== Problem details ==
Return the complete listing without omission.

== Exercise materials ==
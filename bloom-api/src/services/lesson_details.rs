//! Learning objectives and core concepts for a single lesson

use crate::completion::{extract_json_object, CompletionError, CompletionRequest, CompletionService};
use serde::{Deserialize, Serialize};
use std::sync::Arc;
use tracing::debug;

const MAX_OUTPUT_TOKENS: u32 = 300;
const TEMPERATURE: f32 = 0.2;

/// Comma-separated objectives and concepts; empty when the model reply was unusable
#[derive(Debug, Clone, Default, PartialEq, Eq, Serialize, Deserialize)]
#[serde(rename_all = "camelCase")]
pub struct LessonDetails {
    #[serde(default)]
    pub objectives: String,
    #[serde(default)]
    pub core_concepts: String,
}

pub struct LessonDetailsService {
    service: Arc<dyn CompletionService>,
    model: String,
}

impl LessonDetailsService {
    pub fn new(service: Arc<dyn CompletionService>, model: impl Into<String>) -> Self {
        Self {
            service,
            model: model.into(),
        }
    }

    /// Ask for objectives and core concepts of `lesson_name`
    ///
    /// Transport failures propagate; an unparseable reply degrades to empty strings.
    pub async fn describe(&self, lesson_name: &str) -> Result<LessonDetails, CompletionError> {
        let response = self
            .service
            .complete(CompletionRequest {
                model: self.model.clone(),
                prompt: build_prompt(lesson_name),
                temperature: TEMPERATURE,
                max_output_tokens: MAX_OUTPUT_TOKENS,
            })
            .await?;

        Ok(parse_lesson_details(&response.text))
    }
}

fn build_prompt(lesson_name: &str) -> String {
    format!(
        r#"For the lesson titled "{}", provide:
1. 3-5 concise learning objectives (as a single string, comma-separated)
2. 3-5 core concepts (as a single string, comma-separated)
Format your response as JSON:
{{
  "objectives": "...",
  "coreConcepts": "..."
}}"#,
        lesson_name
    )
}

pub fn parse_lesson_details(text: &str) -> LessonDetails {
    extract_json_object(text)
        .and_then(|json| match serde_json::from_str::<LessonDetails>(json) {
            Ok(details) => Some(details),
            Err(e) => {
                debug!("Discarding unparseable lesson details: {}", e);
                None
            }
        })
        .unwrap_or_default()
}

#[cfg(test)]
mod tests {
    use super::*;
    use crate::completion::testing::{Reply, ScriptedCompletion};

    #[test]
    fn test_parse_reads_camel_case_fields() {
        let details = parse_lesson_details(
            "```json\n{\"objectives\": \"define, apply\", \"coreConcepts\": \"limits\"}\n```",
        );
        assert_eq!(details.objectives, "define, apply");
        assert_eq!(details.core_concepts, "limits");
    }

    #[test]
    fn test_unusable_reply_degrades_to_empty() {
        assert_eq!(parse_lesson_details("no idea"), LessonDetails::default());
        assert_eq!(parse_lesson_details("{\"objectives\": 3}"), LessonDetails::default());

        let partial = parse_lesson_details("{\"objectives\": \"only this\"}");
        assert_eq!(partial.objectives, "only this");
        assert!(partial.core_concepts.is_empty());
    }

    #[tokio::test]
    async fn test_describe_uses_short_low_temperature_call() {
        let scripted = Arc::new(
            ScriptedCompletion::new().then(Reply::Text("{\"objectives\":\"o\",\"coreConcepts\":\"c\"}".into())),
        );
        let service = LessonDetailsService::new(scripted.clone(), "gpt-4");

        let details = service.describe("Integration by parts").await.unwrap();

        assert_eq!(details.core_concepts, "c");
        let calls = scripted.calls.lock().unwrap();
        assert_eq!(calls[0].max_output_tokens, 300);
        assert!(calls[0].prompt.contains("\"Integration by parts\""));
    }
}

== Result of the task ==
filename bloom-api/src/services/lesson_details.rs
//! Learning objectives and core concepts for a single lesson

use crate::completion::{extract_json_object, CompletionError, CompletionRequest, CompletionService};
use serde::{Deserialize, Serialize};
use std::sync::Arc;
use tracing::debug;

const MAX_OUTPUT_TOKENS: u32 = 300;
const TEMPERATURE: f32 = 0.2;

/// Comma-separated objectives and concepts; empty when the model reply was unusable
#[derive(Debug, Clone, Default, PartialEq, Eq, Serialize, Deserialize)]
#[serde(rename_all = "camelCase")]
pub struct LessonDetails {
    #[serde(default)]
    pub objectives: String,
    #[serde(default)]
    pub core_concepts: String,
}

pub struct LessonDetailsService {
    service: Arc<dyn CompletionService>,
    model: String,
}

impl LessonDetailsService {
    pub fn new(service: Arc<dyn CompletionService>, model: impl Into<String>) -> Self {
        Self {
            service,
            model: model.into(),
        }
    }

    /// Ask for objectives and core concepts of `lesson_name`
    ///
    /// Transport failures propagate; an unparseable reply degrades to empty strings.
    pub async fn describe(&self, lesson_name: &str) -> Result<LessonDetails, CompletionError> {
        let response = self
            .service
            .complete(CompletionRequest {
                model: self.model.clone(),
                prompt: build_prompt(lesson_name),
                temperature: TEMPERATURE,
                max_output_tokens: MAX_OUTPUT_TOKENS,
            })
            .await?;

        Ok(parse_lesson_details(&response.text))
    }
}

fn build_prompt(lesson_name: &str) -> String {
    format!(
        r#"For the lesson titled "{}", provide:
1. 3-5 concise learning objectives (as a single string, comma-separated)
2. 3-5 core concepts (as a single string, comma-separated)
Format your response as JSON:
{{
  "objectives": "...",
  "coreConcepts": "..."
}}"#,
        lesson_name
    )
}

pub fn parse_lesson_details(text: &str) -> LessonDetails {
    extract_json_object(text)
        .and_then(|json| match serde_json::from_str::<LessonDetails>(json) {
            Ok(details) => Some(details),
            Err(e) => {
                debug!("Discarding unparseable lesson details: {}", e);
                None
            }
        })
        .unwrap_or_default()
}

#[cfg(test)]
mod tests {
    use super::*;
    use crate::completion::testing::{Reply, ScriptedCompletion};

    #[test]
    fn test_parse_reads_camel_case_fields() {
        let details = parse_lesson_details(
            "```json\n{\"objectives\": \"define, apply\", \"coreConcepts\": \"limits\"}\n```",
        );
        assert_eq!(details.objectives, "define, apply");
        assert_eq!(details.core_concepts, "limits");
    }

    #[test]
    fn test_unusable_reply_degrades_to_empty() {
        assert_eq!(parse_lesson_details("no idea"), LessonDetails::default());
        assert_eq!(parse_lesson_details("{\"objectives\": 3}"), LessonDetails::default());

        let partial = parse_lesson_details("{\"objectives\": \"only this\"}");
        assert_eq!(partial.objectives, "only this");
        assert!(partial.core_concepts.is_empty());
    }

    #[tokio::test]
    async fn test_describe_uses_short_low_temperature_call() {
        let scripted = Arc::new(
            ScriptedCompletion::new().then(Reply::Text("{\"objectives\":\"o\",\"coreConcepts\":\"c\"}".into())),
        );
        let service = LessonDetailsService::new(scripted.clone(), "gpt-4");

        let details = service.describe("Integration by parts").await.unwrap();

        assert_eq!(details.core_concepts, "c");
        let calls = scripted.calls.lock().unwrap();
        assert_eq!(calls[0].max_output_tokens, 300);
        assert!(calls[0].prompt.contains("\"Integration by parts\""));
    }
}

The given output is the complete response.